- [TASK GOAL]: Extract the lines that carry the string "PartialEq" from the listing.

- [DATA SUPPLIED]:
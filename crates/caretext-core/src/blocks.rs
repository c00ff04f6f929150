// SPDX-License-Identifier: AGPL-3.0-or-later
//! Output units of the response formatter
//!
//! A block is one paragraph of the source text, already entity-escaped and
//! inline-substituted. The two kinds differ only by the CSS class on the
//! wrapping element, never by structural list parsing.

use serde::{Deserialize, Serialize};

/// Classification of a formatted block
#[derive(Debug, Clone, Copy, PartialEq, Eq, Hash, Serialize, Deserialize)]
#[serde(rename_all = "snake_case")]
pub enum BlockKind {
    /// Prose paragraph
    Paragraph,
    /// Paragraph whose first glyph is a bullet marker
    BulletList,
}

impl BlockKind {
    /// CSS class carried by the wrapping element, if any
    pub const fn css_class(&self) -> Option<&'static str> {
        match self {
            Self::Paragraph => None,
            Self::BulletList => Some("bullet-list"),
        }
    }
}

/// One markup-ready unit of formatter output
///
/// `content` is the inline body: entity-escaped input text interleaved with
/// the `<strong>`, `<em>` and `<br>` markers the formatter inserted. It is
/// safe to splice into a live document.
#[derive(Debug, Clone, PartialEq, Eq, Serialize, Deserialize)]
pub struct FormattedBlock {
    pub kind: BlockKind,
    pub content: String,
}

impl FormattedBlock {
    pub fn new(kind: BlockKind, content: impl Into<String>) -> Self {
        Self {
            kind,
            content: content.into(),
        }
    }

    /// Render the block-level wrapping
    pub fn to_html(&self) -> String {
        match self.kind.css_class() {
            Some(class) => format!("<p class=\"{}\">{}</p>", class, self.content),
            None => format!("<p>{}</p>", self.content),
        }
    }
}

#[cfg(test)]
mod tests {
    use super::*;
    use pretty_assertions::assert_eq;

    #[test]
    fn test_paragraph_to_html() {
        let block = FormattedBlock::new(BlockKind::Paragraph, "hello");
        assert_eq!(block.to_html(), "<p>hello</p>");
    }

    #[test]
    fn test_bullet_list_to_html() {
        let block = FormattedBlock::new(BlockKind::BulletList, "• one<br>• two");
        assert_eq!(
            block.to_html(),
            "<p class=\"bullet-list\">• one<br>• two</p>"
        );
    }

    #[test]
    fn test_empty_block_to_html() {
        let block = FormattedBlock::new(BlockKind::Paragraph, "");
        assert_eq!(block.to_html(), "<p></p>");
    }

    #[test]
    fn test_kind_serde_roundtrip() {
        let json = serde_json::to_string(&BlockKind::BulletList).expect("serialize");
        assert_eq!(json, "\"bullet_list\"");
        let kind: BlockKind = serde_json::from_str(&json).expect("deserialize");
        assert_eq!(kind, BlockKind::BulletList);
    }

    #[test]
    fn test_block_serde_roundtrip() {
        let block = FormattedBlock::new(BlockKind::Paragraph, "a<br>b");
        let json = serde_json::to_string(&block).expect("serialize");
        let back: FormattedBlock = serde_json::from_str(&json).expect("deserialize");
        assert_eq!(block, back);
    }
}
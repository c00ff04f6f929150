#![no_main]

use libfuzzer_sys::fuzz_target;

fuzz_target!(|data: &[u8]| {
    if let Ok(text) = std::str::from_utf8(data) {
        let blocks = caretext_core::format(text);
        // The formatter is total and never drops or merges a paragraph.
        assert_eq!(blocks.len(), text.split("\n\n").count());
        for block in &blocks {
            let html = block.to_html();
            assert!(html.starts_with("<p"));
            assert!(html.ends_with("</p>"));
        }
    }
});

- [ANSWER BELOW]:
#[derive(Debug, Clone, Copy, PartialEq, Eq, Hash, Serialize, Deserialize)]
#[derive(Debug, Clone, PartialEq, Eq, Serialize, Deserialize)]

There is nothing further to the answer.